Data items
────────────────

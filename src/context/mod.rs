pub mod config;
pub mod constructor;
pub mod policy;
pub mod registry;

pub use config::MappingConfig;
pub use constructor::discover_preferred_constructor;
pub use policy::{DefaultEntityPolicy, EntityPolicy, RelationalEntityPolicy};
pub use registry::{MappingContext, MappingContextBuilder};

/// Marker type for references to other aggregates by identifier.
pub const DEFAULT_REFERENCE_MARKER: &str = "AggregateReference";
use std::fmt;
use std::sync::Arc;

/// Shared handle to a type descriptor.
pub type TypeRef = Arc<dyn TypeDescriptor>;

/// Introspection capabilities the mapping context needs from a type.
///
/// Implementations are supplied by whatever produces type metadata
/// (code generation, a derive, or hand-written declarations such as
/// [`DeclaredType`](super::DeclaredType)). Descriptors are immutable.
pub trait TypeDescriptor: fmt::Debug + Send + Sync {
    /// Full type name including type arguments, e.g. `List<String>`.
    ///
    /// This is the identity the mapping context caches entities under.
    fn name(&self) -> &str;

    /// Unqualified name without type arguments, used for naming.
    fn simple_name(&self) -> &str;

    /// Lists, sets, arrays and other element containers.
    fn is_collection_like(&self) -> bool;

    fn is_map_like(&self) -> bool {
        false
    }

    fn type_arguments(&self) -> Vec<TypeRef> {
        Vec::new()
    }

    /// True when this type is `type_name` or one of its subtypes.
    fn is_assignable_to(&self, type_name: &str) -> bool;

    fn constructors(&self) -> Vec<ConstructorDescriptor>;

    fn fields(&self) -> Vec<FieldDescriptor>;

    /// False for placeholders whose real descriptor is not known yet.
    fn is_resolved(&self) -> bool {
        true
    }

    /// Explicit table name declared on the type, bypassing the naming strategy.
    fn table_name(&self) -> Option<&str> {
        None
    }

    /// Element type for collections, value type for maps, the type itself otherwise.
    fn actual_type(&self) -> Option<TypeRef> {
        let args = self.type_arguments();
        if self.is_collection_like() {
            args.into_iter().next()
        } else if self.is_map_like() {
            args.into_iter().nth(1)
        } else {
            None
        }
    }
}

/// One parameter of a constructor.
#[derive(Debug, Clone)]
pub struct ParameterDescriptor {
    pub position: usize,
    /// Absent when the type was produced without parameter-name metadata.
    pub name: Option<String>,
    pub declared_type: TypeRef,
}

impl ParameterDescriptor {
    pub fn new(position: usize, name: Option<String>, declared_type: TypeRef) -> Self {
        Self {
            position,
            name,
            declared_type,
        }
    }
}

#[derive(Debug, Clone, Default)]
pub struct ConstructorDescriptor {
    pub parameters: Vec<ParameterDescriptor>,
    /// Explicitly marked as the persistence constructor.
    pub preferred: bool,
}

impl ConstructorDescriptor {
    pub fn new(parameters: Vec<ParameterDescriptor>) -> Self {
        Self {
            parameters,
            preferred: false,
        }
    }

    pub fn preferred(mut self) -> Self {
        self.preferred = true;
        self
    }

    pub fn is_no_arg(&self) -> bool {
        self.parameters.is_empty()
    }
}

#[derive(Debug, Clone)]
pub struct FieldDescriptor {
    pub name: String,
    pub declared_type: TypeRef,
    pub id: bool,
    /// Transient fields are never persisted.
    pub transient: bool,
    /// Explicit column name, bypassing the naming strategy.
    pub column: Option<String>,
}

impl FieldDescriptor {
    pub fn new(name: impl Into<String>, declared_type: TypeRef) -> Self {
        Self {
            name: name.into(),
            declared_type,
            id: false,
            transient: false,
            column: None,
        }
    }

    pub fn id(mut self) -> Self {
        self.id = true;
        self
    }

    pub fn transient(mut self) -> Self {
        self.transient = true;
        self
    }

    pub fn column(mut self, column: impl Into<String>) -> Self {
        self.column = Some(column.into());
        self
    }
}
//! Declarative type descriptors.
//!
//! [`DeclaredType`] is the descriptor implementation used by generated code
//! and by tests: every capability the mapping context asks for is spelled
//! out up front instead of being discovered at runtime.

use std::sync::{Arc, OnceLock};

use super::types::{
    ConstructorDescriptor, FieldDescriptor, ParameterDescriptor, TypeDescriptor, TypeRef,
};

#[derive(Debug, Clone, Copy, PartialEq, Eq)]
enum Shape {
    Plain,
    Collection,
    Map,
}

#[derive(Debug, Clone)]
pub struct DeclaredType {
    name: String,
    simple_name: String,
    shape: Shape,
    type_arguments: Vec<TypeRef>,
    supertypes: Vec<String>,
    constructors: Vec<ConstructorDescriptor>,
    fields: Vec<FieldDescriptor>,
    table_name: Option<String>,
}

impl DeclaredType {
    pub fn new(simple_name: impl Into<String>) -> Self {
        let simple_name = simple_name.into();
        Self {
            name: simple_name.clone(),
            simple_name,
            shape: Shape::Plain,
            type_arguments: Vec::new(),
            supertypes: Vec::new(),
            constructors: Vec::new(),
            fields: Vec::new(),
            table_name: None,
        }
    }

    /// A scalar such as `Long` or `String`. Whether it counts as simple is
    /// decided by the context's simple-type holder, not here.
    pub fn scalar(name: impl Into<String>) -> TypeRef {
        Arc::new(Self::new(name))
    }

    /// A generic, non-collection type such as `Reference<Customer>`.
    pub fn generic(simple_name: impl Into<String>, arguments: Vec<TypeRef>) -> Self {
        let simple_name = simple_name.into();
        Self {
            name: generic_name(&simple_name, &arguments),
            type_arguments: arguments,
            ..Self::new(simple_name)
        }
    }

    pub fn collection(simple_name: impl Into<String>, element: TypeRef) -> TypeRef {
        let mut declared = Self::generic(simple_name, vec![element]);
        declared.shape = Shape::Collection;
        Arc::new(declared)
    }

    pub fn map(simple_name: impl Into<String>, key: TypeRef, value: TypeRef) -> TypeRef {
        let mut declared = Self::generic(simple_name, vec![key, value]);
        declared.shape = Shape::Map;
        Arc::new(declared)
    }

    /// Declare a supertype (or implemented marker) by name.
    pub fn extends(mut self, supertype: impl Into<String>) -> Self {
        self.supertypes.push(supertype.into());
        self
    }

    pub fn table(mut self, table_name: impl Into<String>) -> Self {
        self.table_name = Some(table_name.into());
        self
    }

    pub fn field(self, name: impl Into<String>, declared_type: TypeRef) -> Self {
        self.with_field(FieldDescriptor::new(name, declared_type))
    }

    pub fn with_field(mut self, field: FieldDescriptor) -> Self {
        self.fields.push(field);
        self
    }

    pub fn constructor(mut self, constructor: ConstructorDescriptor) -> Self {
        self.constructors.push(constructor);
        self
    }

    /// Constructor whose parameters all carry names.
    pub fn named_constructor(self, parameters: &[(&str, TypeRef)]) -> Self {
        let parameters = parameters
            .iter()
            .enumerate()
            .map(|(position, (name, ty))| {
                ParameterDescriptor::new(position, Some((*name).to_string()), Arc::clone(ty))
            })
            .collect();
        self.constructor(ConstructorDescriptor::new(parameters))
    }

    /// Constructor as seen when parameter names were not retained.
    pub fn unnamed_constructor(self, parameters: &[TypeRef]) -> Self {
        let parameters = parameters
            .iter()
            .enumerate()
            .map(|(position, ty)| ParameterDescriptor::new(position, None, Arc::clone(ty)))
            .collect();
        self.constructor(ConstructorDescriptor::new(parameters))
    }

    pub fn build(self) -> TypeRef {
        Arc::new(self)
    }
}

fn generic_name(simple_name: &str, arguments: &[TypeRef]) -> String {
    if arguments.is_empty() {
        return simple_name.to_string();
    }
    let args: Vec<&str> = arguments.iter().map(|arg| arg.name()).collect();
    format!("{}<{}>", simple_name, args.join(", "))
}

impl TypeDescriptor for DeclaredType {
    fn name(&self) -> &str {
        &self.name
    }

    fn simple_name(&self) -> &str {
        &self.simple_name
    }

    fn is_collection_like(&self) -> bool {
        self.shape == Shape::Collection
    }

    fn is_map_like(&self) -> bool {
        self.shape == Shape::Map
    }

    fn type_arguments(&self) -> Vec<TypeRef> {
        self.type_arguments.clone()
    }

    fn is_assignable_to(&self, type_name: &str) -> bool {
        self.name == type_name
            || self.simple_name == type_name
            || self.supertypes.iter().any(|s| s == type_name)
    }

    fn constructors(&self) -> Vec<ConstructorDescriptor> {
        self.constructors.clone()
    }

    fn fields(&self) -> Vec<FieldDescriptor> {
        self.fields.clone()
    }

    fn table_name(&self) -> Option<&str> {
        self.table_name.as_deref()
    }
}

/// A named placeholder bound to its real descriptor later.
///
/// Needed to declare self-referencing type graphs (`Order` -> `Customer`
/// -> `List<Order>`). Until bound it reports itself unresolved and the
/// mapping context refuses to map it.
#[derive(Debug)]
pub struct ForwardType {
    name: String,
    target: OnceLock<TypeRef>,
}

impl ForwardType {
    pub fn new(name: impl Into<String>) -> Arc<Self> {
        Arc::new(Self {
            name: name.into(),
            target: OnceLock::new(),
        })
    }

    /// Returns false if the placeholder was already bound.
    pub fn bind(&self, target: TypeRef) -> bool {
        self.target.set(target).is_ok()
    }

    fn target(&self) -> Option<&TypeRef> {
        self.target.get()
    }
}

impl TypeDescriptor for ForwardType {
    fn name(&self) -> &str {
        &self.name
    }

    fn is_resolved(&self) -> bool {
        self.target().is_some()
    }

    fn simple_name(&self) -> &str {
        self.target().map_or(self.name.as_str(), |t| t.simple_name())
    }

    fn is_collection_like(&self) -> bool {
        self.target().is_some_and(|t| t.is_collection_like())
    }

    fn is_map_like(&self) -> bool {
        self.target().is_some_and(|t| t.is_map_like())
    }

    fn type_arguments(&self) -> Vec<TypeRef> {
        self.target().map(|t| t.type_arguments()).unwrap_or_default()
    }

    fn is_assignable_to(&self, type_name: &str) -> bool {
        match self.target() {
            Some(t) => t.is_assignable_to(type_name),
            None => self.name == type_name,
        }
    }

    fn constructors(&self) -> Vec<ConstructorDescriptor> {
        self.target().map(|t| t.constructors()).unwrap_or_default()
    }

    fn fields(&self) -> Vec<FieldDescriptor> {
        self.target().map(|t| t.fields()).unwrap_or_default()
    }

    fn table_name(&self) -> Option<&str> {
        self.target().and_then(|t| t.table_name())
    }
}

#[cfg(test)]
mod tests {
    use super::*;

    #[test]
    fn test_generic_names_include_arguments() {
        let string = DeclaredType::scalar("String");
        let list = DeclaredType::collection("List", string.clone());
        assert_eq!(list.name(), "List<String>");
        assert_eq!(list.simple_name(), "List");
        assert!(list.is_collection_like());

        let map = DeclaredType::map("Map", string.clone(), list);
        assert_eq!(map.name(), "Map<String, List<String>>");
        assert!(map.is_map_like());
        assert!(!map.is_collection_like());
    }

    #[test]
    fn test_actual_type() {
        let long = DeclaredType::scalar("Long");
        let set = DeclaredType::collection("Set", long.clone());
        assert_eq!(set.actual_type().unwrap().name(), "Long");
        assert!(long.actual_type().is_none());

        let map = DeclaredType::map("Map", DeclaredType::scalar("String"), long);
        assert_eq!(map.actual_type().unwrap().name(), "Long");
    }

    #[test]
    fn test_assignability_through_supertypes() {
        let customer = DeclaredType::new("Customer").build();
        let reference = DeclaredType::generic("Reference", vec![customer])
            .extends("AggregateReference")
            .build();

        assert!(reference.is_assignable_to("Reference"));
        assert!(reference.is_assignable_to("Reference<Customer>"));
        assert!(reference.is_assignable_to("AggregateReference"));
        assert!(!reference.is_assignable_to("Customer"));
    }

    #[test]
    fn test_constructor_helpers_record_positions() {
        let long = DeclaredType::scalar("Long");
        let ty = DeclaredType::new("Order")
            .named_constructor(&[("id", long.clone()), ("customerId", long.clone())])
            .unnamed_constructor(&[long])
            .build();

        let ctors = ty.constructors();
        assert_eq!(ctors.len(), 2);
        assert_eq!(ctors[0].parameters[1].position, 1);
        assert_eq!(ctors[0].parameters[1].name.as_deref(), Some("customerId"));
        assert!(ctors[1].parameters[0].name.is_none());
    }

    #[test]
    fn test_forward_type_delegates_once_bound() {
        let forward = ForwardType::new("Order");
        assert!(forward.fields().is_empty());
        assert!(!forward.is_resolved());

        let order = DeclaredType::new("Order")
            .field("id", DeclaredType::scalar("Long"))
            .table("orders")
            .build();
        assert!(forward.bind(order.clone()));
        assert!(!forward.bind(order));

        assert!(forward.is_resolved());
        assert_eq!(forward.fields().len(), 1);
        assert_eq!(forward.table_name(), Some("orders"));
    }
}
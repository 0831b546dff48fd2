pub mod declared;
pub mod error;
pub mod types;

pub use declared::{DeclaredType, ForwardType};
pub use error::{MappingError, Result};
pub use types::{
    ConstructorDescriptor, FieldDescriptor, ParameterDescriptor, TypeDescriptor, TypeRef,
};
use std::collections::HashMap;
use std::sync::{Arc, Mutex, RwLock};

use tracing::{Level, event, info_span};

use crate::core::{FieldDescriptor, MappingError, Result, TypeDescriptor, TypeRef};
use crate::model::{
    DefaultPropertyFactory, EntityOwner, NamingStrategy, PersistentEntity, PreferredConstructor,
    PropertyFactory, PropertyKind, SimpleTypeHolder,
};

use super::config::MappingConfig;
use super::constructor::discover_preferred_constructor;
use super::policy::{EntityPolicy, RelationalEntityPolicy};

type EntityMap = HashMap<String, Arc<PersistentEntity>>;

/// Entities created by one top-level lookup, published together.
type Batch = HashMap<String, Arc<PersistentEntity>>;

/// Registry of persistent entities keyed by type name.
///
/// Lookups of already published entities only clone an `Arc` out of a
/// copy-on-write snapshot. Construction is serialized: a type is built,
/// validated and published at most once, and a failed construction leaves
/// nothing behind in the cache.
#[derive(Debug)]
pub struct MappingContext {
    entities: RwLock<Arc<EntityMap>>,
    construction: Mutex<()>,
    policy: Box<dyn EntityPolicy>,
    property_factory: Box<dyn PropertyFactory>,
    naming: Arc<dyn NamingStrategy>,
    simple_types: SimpleTypeHolder,
    resolve_nested: bool,
}

impl MappingContext {
    /// Context with the relational policy and default naming.
    pub fn new() -> Self {
        Self::from_config(MappingConfig::default())
    }

    pub fn with_naming_strategy(naming: Arc<dyn NamingStrategy>) -> Self {
        Self::builder().naming_strategy(naming).build()
    }

    pub fn from_config(config: MappingConfig) -> Self {
        Self::builder().config(config).build()
    }

    pub fn builder() -> MappingContextBuilder {
        MappingContextBuilder::default()
    }

    /// Returns the entity for `ty`, creating and caching it on first use.
    ///
    /// `Ok(None)` means the type is not mapped (a simple type, a
    /// collection or a reference wrapper). Nothing is recorded for it.
    pub fn get_or_create_entity(
        &self,
        ty: &dyn TypeDescriptor,
    ) -> Result<Option<Arc<PersistentEntity>>> {
        if let Some(entity) = self.entity(ty.name())? {
            return Ok(Some(entity));
        }
        if !self.should_map(ty) {
            return Ok(None);
        }

        let _guard = self.construction.lock()?;

        // Another caller may have published while we waited.
        let snapshot = self.snapshot()?;
        let mut batch = Batch::new();
        let entity = self.resolve(ty, &snapshot, &mut batch)?;

        if !batch.is_empty() {
            self.publish(batch)?;
        }
        Ok(entity)
    }

    /// Like [`get_or_create_entity`](Self::get_or_create_entity) but an
    /// unmapped type is an error.
    pub fn required_entity(&self, ty: &dyn TypeDescriptor) -> Result<Arc<PersistentEntity>> {
        self.get_or_create_entity(ty)?
            .ok_or_else(|| MappingError::EntityNotFound(ty.name().to_string()))
    }

    /// Creates entities for an initial set of types.
    pub fn initialize<'a, I>(&self, types: I) -> Result<()>
    where
        I: IntoIterator<Item = &'a TypeRef>,
    {
        for ty in types {
            self.get_or_create_entity(ty.as_ref())?;
        }
        Ok(())
    }

    /// Unbound placeholders are never mapped, so an empty entity can't be
    /// cached under the real type's name.
    pub fn should_map(&self, ty: &dyn TypeDescriptor) -> bool {
        ty.is_resolved() && self.policy.should_map(ty, &self.simple_types)
    }

    /// Cache-only lookup.
    pub fn entity(&self, type_name: &str) -> Result<Option<Arc<PersistentEntity>>> {
        Ok(self.entities.read()?.get(type_name).cloned())
    }

    pub fn has_entity(&self, type_name: &str) -> Result<bool> {
        Ok(self.entities.read()?.contains_key(type_name))
    }

    /// All published entities ordered by type name.
    pub fn entities(&self) -> Result<Vec<Arc<PersistentEntity>>> {
        let snapshot = self.snapshot()?;
        let mut entities: Vec<_> = snapshot.values().cloned().collect();
        entities.sort_by(|a, b| a.type_name().cmp(b.type_name()));
        Ok(entities)
    }

    pub fn entity_count(&self) -> Result<usize> {
        Ok(self.entities.read()?.len())
    }

    pub fn naming_strategy(&self) -> &dyn NamingStrategy {
        self.naming.as_ref()
    }

    pub fn simple_types(&self) -> &SimpleTypeHolder {
        &self.simple_types
    }

    fn snapshot(&self) -> Result<Arc<EntityMap>> {
        Ok(Arc::clone(&*self.entities.read()?))
    }

    fn resolve(
        &self,
        ty: &dyn TypeDescriptor,
        published: &EntityMap,
        batch: &mut Batch,
    ) -> Result<Option<Arc<PersistentEntity>>> {
        let name = ty.name();
        if let Some(entity) = published.get(name).or_else(|| batch.get(name)) {
            return Ok(Some(Arc::clone(entity)));
        }
        if !self.should_map(ty) {
            return Ok(None);
        }

        let fields: Vec<FieldDescriptor> = ty.fields().into_iter().filter(|f| !f.transient).collect();
        let entity = Arc::new(self.create_entity(ty, &fields)?);
        // Registered before descending so cycles find it.
        batch.insert(name.to_string(), Arc::clone(&entity));

        if self.resolve_nested {
            // The policy may have reordered, dropped or added properties.
            let by_name: HashMap<&str, &FieldDescriptor> =
                fields.iter().map(|f| (f.name.as_str(), f)).collect();
            for property in entity.properties() {
                let Some(field) = by_name.get(property.name()) else {
                    continue;
                };
                let nested = match property.kind() {
                    PropertyKind::Entity => Some(Arc::clone(&field.declared_type)),
                    PropertyKind::Collection { .. } | PropertyKind::Map { .. } => {
                        field.declared_type.actual_type()
                    }
                    PropertyKind::Simple | PropertyKind::Reference => None,
                };
                if let Some(nested) = nested {
                    self.resolve(nested.as_ref(), published, batch)?;
                }
            }
        }

        Ok(Some(entity))
    }

    fn create_entity(
        &self,
        ty: &dyn TypeDescriptor,
        fields: &[FieldDescriptor],
    ) -> Result<PersistentEntity> {
        let span = info_span!("create_entity", type_name = %ty.name());
        let _enter = span.enter();

        let table_name = match ty.table_name() {
            Some(explicit) => explicit.to_string(),
            None => self.naming.table_name(ty.simple_name()),
        };
        let qualified_table_name = self.naming.qualified_table_name(&table_name);
        let owner = EntityOwner {
            type_name: ty.name().to_string(),
            table_name: table_name.clone(),
        };

        let constructors = ty.constructors();
        let preferred_constructor =
            discover_preferred_constructor(&constructors).map(PreferredConstructor::from);

        let properties = fields
            .iter()
            .map(|field| {
                self.property_factory
                    .create(field, &owner, &self.simple_types, self.naming.as_ref())
            })
            .collect();

        let raw = PersistentEntity::new(
            ty.name(),
            table_name,
            qualified_table_name,
            preferred_constructor,
            properties,
        );

        self.policy.on_entity_created(raw).inspect_err(|err| {
            event!(Level::WARN, error = %err, "entity validation failed");
        })
    }

    fn publish(&self, batch: Batch) -> Result<()> {
        let mut entities = self.entities.write()?;
        let mut next = (**entities).clone();
        for (name, entity) in batch {
            event!(Level::DEBUG, type_name = %name, table = %entity.qualified_table_name(), "entity published");
            next.insert(name, entity);
        }
        *entities = Arc::new(next);
        Ok(())
    }
}

impl Default for MappingContext {
    fn default() -> Self {
        Self::new()
    }
}

/// Assembles a [`MappingContext`]; unset parts come from the config.
#[derive(Debug, Default)]
pub struct MappingContextBuilder {
    config: MappingConfig,
    policy: Option<Box<dyn EntityPolicy>>,
    property_factory: Option<Box<dyn PropertyFactory>>,
    naming: Option<Arc<dyn NamingStrategy>>,
    simple_types: Option<SimpleTypeHolder>,
}

impl MappingContextBuilder {
    pub fn config(mut self, config: MappingConfig) -> Self {
        self.config = config;
        self
    }

    pub fn policy(mut self, policy: impl EntityPolicy + 'static) -> Self {
        self.policy = Some(Box::new(policy));
        self
    }

    pub fn property_factory(mut self, factory: impl PropertyFactory + 'static) -> Self {
        self.property_factory = Some(Box::new(factory));
        self
    }

    pub fn naming_strategy(mut self, naming: Arc<dyn NamingStrategy>) -> Self {
        self.naming = Some(naming);
        self
    }

    pub fn simple_types(mut self, simple_types: SimpleTypeHolder) -> Self {
        self.simple_types = Some(simple_types);
        self
    }

    pub fn build(self) -> MappingContext {
        let config = self.config;

        let policy = self.policy.unwrap_or_else(|| {
            Box::new(
                RelationalEntityPolicy::new()
                    .reference_marker(config.reference_marker.clone())
                    .backend_name(config.backend_name.clone()),
            )
        });
        // Properties must classify references with the marker the policy excludes.
        let marker = policy
            .reference_type()
            .map_or_else(|| config.reference_marker.clone(), str::to_string);
        let property_factory = self
            .property_factory
            .unwrap_or_else(|| Box::new(DefaultPropertyFactory::new(marker)));
        let naming = self
            .naming
            .unwrap_or_else(|| Arc::new(config.naming_strategy()));
        let simple_types = self
            .simple_types
            .unwrap_or_else(|| config.simple_type_holder());

        MappingContext {
            entities: RwLock::new(Arc::new(EntityMap::new())),
            construction: Mutex::new(()),
            policy,
            property_factory,
            naming,
            simple_types,
            resolve_nested: config.resolve_nested,
        }
    }
}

────────────────

TASK DIRECTIONS: Only a number is wanted here: the tally of lines in the entries that include the word "crate".

TASK RESPONSE: 2